In Tunisia, Facebook pages were weaponised ahead of the 2019 elections to spread political messaging by unknown political actors in an attempt to sway the vote. A report by Democracy Reporting International Tunisia and the Tunisian Association for Integrity and Democracy of Elections (ATIDE) noted that the absence of a proper Facebook Ads Library for Tunisia contributed to the lack of transparency that enabled these subversive political campaigns.

We also still do not know how these corporations take decisions regarding suspension of accounts and posts because they have offered no transparency about their content moderation practices. In 2019 and 2020, Twitter and Facebook disclosed they suspended and removed hundreds of accounts “for engaging in coordinated inauthentic behavior”, which includes disinformation, spamming, and state-backed manipulation. Compared with the unfathomable number of trolls and bots on Arab social media, these numbers are laughable.

They not only demonstrate that current content moderation practices are failing but also that social media corporations are unwilling to address the dangerous role their platforms are playing in undermining democratic movements and dissent and promoting the regressive and violent policies of repressive governments.

The impossible case for accountability

During the past few years, Tunisia’s ATIDE, Lebanon’s SMEX, and Egypt’s Arabic Network for Human Rights Information, as well as international civil rights organisations like Access Now and Electronic Frontier Foundation, have actively advocated for immediate action to counter disinformation and hate speech on social media in the Middle East and North Africa.

They have called on Big Tech companies to cease their unfair discriminatory practices, to invest in regional expertise of content moderation and become more transparent about policies and procedures.

Yet, despite the large of number of campaigns and the alarming evidence that digital threats to democracy are getting more dangerous and widespread, Big Tech companies continue to downplay their critical role in undermining democratic movements and free speech in the Arab world and ignore calls to implement urgent, long-term reforms.

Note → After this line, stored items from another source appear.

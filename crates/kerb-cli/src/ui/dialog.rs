//! Popups drawn over the active tab.

use kerb_core::{record::Record, stats::WaterCategory, store::RecordStore};
use ratatui::{
  Frame,
  layout::{Constraint, Flex, Layout, Rect},
  style::{Color, Modifier, Style},
  text::{Line, Span},
  widgets::{Block, Borders, Clear, Paragraph, Wrap},
};

use super::tone_color;
use crate::app::{App, Modal};

pub fn draw<S: RecordStore>(f: &mut Frame, modal: &Modal, app: &App<S>) {
  match modal {
    Modal::ConfirmDelete { name, .. } => confirm(
      f,
      " Delete record ",
      vec![
        Line::from(format!("Delete the record for {name}?")),
        Line::from("This cannot be undone."),
      ],
    ),
    Modal::ConfirmDuplicate {
      pending,
      duplicate_of,
    } => confirm(
      f,
      " Duplicate name ",
      vec![
        Line::from(format!(
          "A record named {} already exists ({}, {}).",
          pending.name(),
          duplicate_of.community,
          duplicate_of.street,
        )),
        Line::from("Save anyway?"),
      ],
    ),
    Modal::Detail { id } => match app.coordinator.record(id) {
      Some(record) => detail(f, record),
      None => confirm(f, " Detail ", vec![Line::from("Record no longer exists.")]),
    },
  }
}

fn centered(area: Rect, width: u16, height: u16) -> Rect {
  let [row] = Layout::vertical([Constraint::Length(height)])
    .flex(Flex::Center)
    .areas(area);
  let [cell] = Layout::horizontal([Constraint::Length(width)])
    .flex(Flex::Center)
    .areas(row);
  cell
}

fn popup(title: &str) -> Block<'_> {
  Block::default()
    .title(title)
    .borders(Borders::ALL)
    .border_style(Style::default().fg(Color::Yellow))
}

fn confirm(f: &mut Frame, title: &str, mut lines: Vec<Line<'static>>) {
  lines.push(Line::from(""));
  lines.push(Line::from(vec![
    Span::styled("[y]", Style::default().fg(Color::Green).add_modifier(Modifier::BOLD)),
    Span::raw(" yes   "),
    Span::styled("[n]", Style::default().fg(Color::Red).add_modifier(Modifier::BOLD)),
    Span::raw(" no"),
  ]));
  let area = centered(f.area(), 60, lines.len() as u16 + 2);
  f.render_widget(Clear, area);
  f.render_widget(
    Paragraph::new(lines)
      .wrap(Wrap { trim: true })
      .block(popup(title)),
    area,
  );
}

fn detail(f: &mut Frame, record: &Record) {
  let label = Style::default().fg(Color::DarkGray);
  let field = |name: &'static str, value: String| {
    Line::from(vec![Span::styled(format!("{name:<14}"), label), Span::raw(value)])
  };

  let mut lines = vec![
    field("Name", record.full_name.clone()),
    field("Shop", record.shop_name.clone().unwrap_or_default()),
    field("Phone", record.phone.clone()),
    field("Household", record.household_size.to_string()),
    field("Address type", record.display_address_type().to_string()),
    field(
      "Address",
      format!("{} {}, {}", record.address, record.street, record.community),
    ),
    field("Surveyor", record.responsible_person.clone()),
    field("Recorded", record.timestamp.clone()),
    Line::from(""),
    Line::from(Span::styled("Waste", label)),
  ];
  lines.extend(record.waste_methods.iter().map(|m| Line::from(format!("  • {m}"))));
  lines.push(Line::from(Span::styled("Wastewater", label)));
  lines.extend(record.water_methods.iter().map(|m| {
    Line::from(Span::styled(
      format!("  • {m}"),
      Style::default().fg(tone_color(WaterCategory::tone_of(m))),
    ))
  }));
  lines.push(Line::from(""));
  if let Some(url) = record.navigation_url() {
    lines.push(field("Map", url));
  }
  if let Some(url) = &record.image_url {
    lines.push(field("Photo", url.clone()));
  }
  lines.push(Line::from(""));
  lines.push(Line::from(Span::styled(
    "[e] edit  [d] delete  [Esc] close",
    label,
  )));

  let area = centered(f.area(), 80, lines.len() as u16 + 2);
  f.render_widget(Clear, area);
  f.render_widget(
    Paragraph::new(lines)
      .wrap(Wrap { trim: false })
      .block(popup(" Record ")),
    area,
  );
}
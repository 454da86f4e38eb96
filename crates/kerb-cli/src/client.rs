//! Async HTTP client for the scripted spreadsheet store.
//!
//! The store is a single endpoint driven by an `action` parameter. Reads are
//! `GET` with query parameters; writes are form-encoded `POST`s. Every reply
//! is a JSON envelope whose `status` is `"success"` or not.

use std::{future::Future, time::Duration};

use anyhow::{Context, Result};
use base64::{Engine as _, engine::general_purpose::STANDARD};
use kerb_core::{
  StoreError,
  record::Record,
  store::{ConnectionProbe, DeleteOutcome, ImageUpload, RecordStore},
};
use reqwest::{Client, Response};
use serde::{Deserialize, de::{DeserializeOwned, IgnoredAny}};
use tracing::{debug, warn};

/// Connection settings for the store endpoint.
#[derive(Debug, Clone)]
pub struct ApiConfig {
  pub endpoint:  String,
  pub sheet_id:  String,
  pub folder_id: String,
  pub timeout:   Duration,
}

/// HTTP implementation of [`RecordStore`].
///
/// Cheap to clone — the inner [`reqwest::Client`] is `Arc`-based.
#[derive(Clone)]
pub struct SheetClient {
  client: Client,
  config: ApiConfig,
}

// ─── Envelope ─────────────────────────────────────────────────────────────────

#[derive(Debug, Deserialize)]
struct Envelope<T> {
  #[serde(default)]
  status:  String,
  #[serde(default)]
  message: Option<String>,
  data:    Option<T>,
  #[serde(default)]
  url:     Option<String>,
}

impl<T> Envelope<T> {
  fn is_success(&self) -> bool { self.status == "success" }

  /// Turn a non-success envelope into a rejection.
  fn accepted(self) -> Result<Self, StoreError> {
    if self.is_success() {
      Ok(self)
    } else {
      Err(StoreError::rejected(self.message))
    }
  }
}

/// Read the body of `resp` as an envelope. HTTP-level failures count as
/// transport failures; an unparseable body is malformed.
async fn read_envelope<T: DeserializeOwned>(
  resp: Response,
) -> Result<Envelope<T>, StoreError> {
  let resp = resp.error_for_status().map_err(StoreError::transport)?;
  let body = resp.text().await.map_err(StoreError::transport)?;
  serde_json::from_str(&body)
    .map_err(|e| StoreError::Malformed(format!("{e} in {}", preview(&body))))
}

fn preview(body: &str) -> String {
  let head: String = body.chars().take(60).collect();
  if head.len() < body.len() {
    format!("{head:?}…")
  } else {
    format!("{head:?}")
  }
}

// ─── Client ───────────────────────────────────────────────────────────────────

impl SheetClient {
  pub fn new(config: ApiConfig) -> Result<Self> {
    let client = Client::builder()
      .timeout(config.timeout)
      .build()
      .context("failed to build HTTP client")?;
    Ok(Self { client, config })
  }

  async fn get<T: DeserializeOwned>(
    &self,
    params: &[(&str, &str)],
  ) -> Result<Envelope<T>, StoreError> {
    debug!(action = params[0].1, "GET store");
    let resp = self
      .client
      .get(&self.config.endpoint)
      .query(params)
      .send()
      .await
      .map_err(StoreError::transport)?;
    read_envelope(resp).await
  }

  async fn post<T: DeserializeOwned>(
    &self,
    params: &[(&str, &str)],
  ) -> Result<Envelope<T>, StoreError> {
    debug!(action = params[0].1, "POST store");
    let resp = self
      .client
      .post(&self.config.endpoint)
      .form(params)
      .send()
      .await
      .map_err(StoreError::transport)?;
    read_envelope(resp).await
  }

  // ── Operations ──────────────────────────────────────────────────────────

  /// `GET ?action=ping`
  pub async fn ping(&self) -> ConnectionProbe {
    match self.get::<IgnoredAny>(&[("action", "ping")]).await {
      Ok(env) if env.is_success() => ConnectionProbe::Online,
      Ok(env) => ConnectionProbe::Offline {
        reason: env
          .message
          .unwrap_or_else(|| format!("unexpected status {:?}", env.status)),
      },
      Err(e) => ConnectionProbe::Offline {
        reason: e.to_string(),
      },
    }
  }

  /// `GET ?action=getRecords&sheetId=…`
  pub async fn get_records(&self) -> Result<Vec<Record>, StoreError> {
    self
      .get::<Vec<Record>>(&[
        ("action", "getRecords"),
        ("sheetId", self.config.sheet_id.as_str()),
      ])
      .await?
      .accepted()?
      .data
      .ok_or_else(|| StoreError::Malformed("getRecords reply has no data".into()))
  }

  /// `POST action=saveRecord&sheetId=…&data=<json>`
  pub async fn save_record(&self, record: &Record) -> Result<(), StoreError> {
    let data = serde_json::to_string(record)
      .map_err(|e| StoreError::Malformed(format!("encoding record: {e}")))?;
    self
      .post::<IgnoredAny>(&[
        ("action", "saveRecord"),
        ("sheetId", self.config.sheet_id.as_str()),
        ("data", data.as_str()),
      ])
      .await?
      .accepted()?;
    Ok(())
  }

  /// `POST action=deleteRecord&sheetId=…&id=…`
  pub async fn delete_record(&self, id: &str) -> Result<DeleteOutcome, StoreError> {
    let env = self
      .post::<IgnoredAny>(&[
        ("action", "deleteRecord"),
        ("sheetId", self.config.sheet_id.as_str()),
        ("id", id),
      ])
      .await?;
    if env.is_success() {
      Ok(DeleteOutcome::Deleted)
    } else {
      warn!(%id, message = ?env.message, "delete not accepted");
      Ok(DeleteOutcome::Rejected {
        message: env.message,
      })
    }
  }

  /// `POST action=uploadImage&folderId=…&data=<base64>&mimeType=…&filename=…`
  pub async fn upload(&self, image: &ImageUpload) -> Result<String, StoreError> {
    if self.config.folder_id.trim().is_empty() {
      return Err(StoreError::Unconfigured("folder_id"));
    }
    let data = STANDARD.encode(&image.bytes);
    self
      .post::<IgnoredAny>(&[
        ("action", "uploadImage"),
        ("folderId", self.config.folder_id.as_str()),
        ("data", data.as_str()),
        ("mimeType", image.mime_type.as_str()),
        ("filename", image.filename.as_str()),
      ])
      .await?
      .accepted()?
      .url
      .filter(|u| !u.is_empty())
      .ok_or_else(|| StoreError::Malformed("uploadImage reply has no url".into()))
  }
}

impl RecordStore for SheetClient {
  fn check_connection(
    &self,
  ) -> impl Future<Output = ConnectionProbe> + Send + '_ {
    self.ping()
  }

  fn fetch_all(
    &self,
  ) -> impl Future<Output = Result<Vec<Record>, StoreError>> + Send + '_ {
    self.get_records()
  }

  fn upsert<'a>(
    &'a self,
    record: &'a Record,
  ) -> impl Future<Output = Result<(), StoreError>> + Send + 'a {
    self.save_record(record)
  }

  fn delete<'a>(
    &'a self,
    id: &'a str,
  ) -> impl Future<Output = Result<DeleteOutcome, StoreError>> + Send + 'a {
    self.delete_record(id)
  }

  fn upload_image<'a>(
    &'a self,
    image: &'a ImageUpload,
  ) -> impl Future<Output = Result<String, StoreError>> + Send + 'a {
    self.upload(image)
  }
}

// ─── Tests ────────────────────────────────────────────────────────────────────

Facebook and Twitter often seek to dodge responsibility and demands for more accountability by referring to the novelty of the field. In a 2018 blog post about the effect that social media have on democracy, Samidh Chakrabarti, a product manager of civic engagement at Facebook, concluded that “this is a new frontier”.

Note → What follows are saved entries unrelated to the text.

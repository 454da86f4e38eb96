//! Fixed option lists offered by the survey form.
//!
//! Records store the Thai labels verbatim; the statistics classifiers match
//! on substrings of these labels, so editing a label here can move records
//! between buckets.

/// Sentinel address type that unlocks the free-text `addressTypeOther` field.
pub const OTHER: &str = "อื่นๆ";

pub const ADDRESS_TYPES: &[&str] = &[
  "บ้านพักอาศัย",
  "ร้านค้า",
  "ร้านอาหาร",
  "สถานประกอบการ",
  "หน่วยงานราชการ",
  OTHER,
];

pub const COMMUNITIES: &[&str] = &[
  "จองคำ",
  "จองกลาง",
  "ดอยคำ",
  "ปางล้อ",
  "ผาบ่อง",
  "ไม้แงะ",
  "หนองเขียว",
  "นาป่าแปก",
];

pub const STREETS: &[&str] = &[
  "ขุนลุมประพาส",
  "สิงหนาทบำรุง",
  "ประดิษฐ์จองคำ",
  "นิเวศน์พิศาล",
  "มรรคสันติ",
  "อุดมชาว",
  "ผดุงม่วยต่อ",
];

pub const WASTE_METHODS: &[&str] = &[
  "แยกเศษอาหารใส่ถุงเขียว",
  "ทิ้งเศษอาหารลงถังขยะเปียก",
  "ใช้ถุงเขียวร่วมกับถังขยะเปียก",
  "นำไปเป็นอาหารของสัตว์",
  "นำไปทำปุ๋ย",
];

pub const WATER_METHODS: &[&str] = &[
  "มีการติดตั้งบ่อดักไขมัน",
  "รอการติดตั้งบ่อดักไขมัน",
  "ปล่อยน้ำเสียลงพื้นที่ส่วนตัว",
  "ปล่อยน้ำเสียลงบ่อเกรอะ",
  "ปล่อยน้ำเสียลงท่อระบายน้ำสาธารณะ",
];

pub const RESPONSIBLE_PERSONS: &[&str] = &[
  "สมชาย",
  "สมศรี",
  "วิไลวรรณ",
  "ประเสริฐ",
  "อรุณี",
];

/// Map pin placed on a fresh form (municipal office).
pub const DEFAULT_LAT: f64 = 19.302052;
pub const DEFAULT_LNG: f64 = 97.965449;

/// Returns `true` when `value` is one of `options`.
pub fn allows(options: &[&str], value: &str) -> bool {
  options.contains(&value)
}
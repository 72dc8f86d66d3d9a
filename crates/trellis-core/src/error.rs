use thiserror::Error;

/// Core error type for the Trellis domain layer
#[derive(Error, Debug, Clone, PartialEq, Eq)]
pub enum CoreError {
    /// Graph validation error
    #[error("Validation error: {0}")]
    ValidationError(String),

    /// Condition expression error
    #[error("Condition error: {0}")]
    ConditionError(String),

    /// Flow run state transition error
    #[error("Run state error: {0}")]
    RunStateError(String),

    /// Serialization error
    #[error("Serialization error: {0}")]
    SerializationError(String),

    /// Generic error
    #[error("{0}")]
    Other(String),
}

impl From<serde_json::Error> for CoreError {
    fn from(err: serde_json::Error) -> Self {
        CoreError::SerializationError(err.to_string())
    }
}

impl From<String> for CoreError {
    fn from(err: String) -> Self {
        CoreError::Other(err)
    }
}

impl From<&str> for CoreError {
    fn from(err: &str) -> Self {
        CoreError::Other(err.to_string())
    }
}

#[cfg(test)]
mod tests {
    use super::*;

    #[test]
    fn test_error_display() {
        let errors = vec![
            (
                CoreError::ValidationError("duplicate key".to_string()),
                "Validation error: duplicate key",
            ),
            (
                CoreError::ConditionError("no comparator".to_string()),
                "Condition error: no comparator",
            ),
            (
                CoreError::RunStateError("cannot start".to_string()),
                "Run state error: cannot start",
            ),
            (
                CoreError::SerializationError("bad json".to_string()),
                "Serialization error: bad json",
            ),
            (CoreError::Other("other".to_string()), "other"),
        ];

        for (error, expected) in errors {
            assert_eq!(error.to_string(), expected);
        }
    }

    #[test]
    fn test_from_serde_json_error() {
        let json_error = serde_json::from_str::<serde_json::Value>("not json").unwrap_err();
        let error: CoreError = json_error.into();

        match error {
            CoreError::SerializationError(msg) => assert!(msg.contains("expected")),
            _ => panic!("Expected SerializationError variant"),
        }
    }

    #[test]
    fn test_from_string() {
        let error: CoreError = "boom".into();
        assert_eq!(error, CoreError::Other("boom".to_string()));
    }
}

However, none of this is new. Discursive violence broadcasted on traditional or new media has always been instrumental in inciting political violence on a massive scale. The horrors of colonialism, the Holocaust, the Rwandan genocide, etc were all made conceivable in the public space by various media platforms spreading hate speech that legitimated the dehumanisation of and mass violence against the “other”.

In the Middle East and North Africa, it unlikely that legally-enforced accountability will be enforced, as local governments are unlikely to pass legislation that would punish abusive practices that they themselves engage in. Meanwhile, laws enacted in the West to regulate social media platforms may not apply elsewhere and there may not be the political will to apply them in the Global South.

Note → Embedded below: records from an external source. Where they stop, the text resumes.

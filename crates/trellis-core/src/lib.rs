//!
//! Trellis Core - Domain model for the Trellis flow engine
//!
//! This crate defines the flow-graph model, execution context, run state
//! machine, variable resolution, and condition compilation shared by all
//! other crates in the workspace.

#![forbid(unsafe_code)]
#![warn(missing_docs)]

/// Flow graphs: nodes, edges, operation types, validation, reachability
pub mod graph;

/// Per-run execution context
pub mod context;

/// Flow runs and their state machine
pub mod run;

/// Variable resolution for `{{ expr }}` templates
pub mod template;

/// Condition expression compilation and evaluation
pub mod condition;

/// Error types
pub mod error;

// Re-export key types
pub use condition::{FilterOp, FilterRule};
pub use context::ExecutionContext;
pub use error::CoreError;
pub use graph::{Edge, FlowGraph, FlowId, Node, NodeId, NodeKind, OperationType};
pub use run::{FlowRun, NodeOutcome, NodeResult, RunId, RunStatus};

Expecting Big Tech corporations to start regulating themselves is also futile. As digital economy scholar Nick Srnicek argues, the death drive of platform capitalism and its complete disregard for democratic principles of privacy and free speech are integral features of Big Tech companies’ business models. For them, profits outweigh any ethical or political costs they may incur.

In the Arab world, this irresponsible profit-driven behaviour has led to the brutalisation of the digital public space, the extremist tribalisation of political discourse, and the incitement of political violence.

Social media companies are too powerful, or too broken, to truly self-regulate or be regulated. The only ethical and logical solution is to dismantle them.

The views expressed in this article are the author’s own and do not necessarily reflect Al Jazeera’s editorial stance.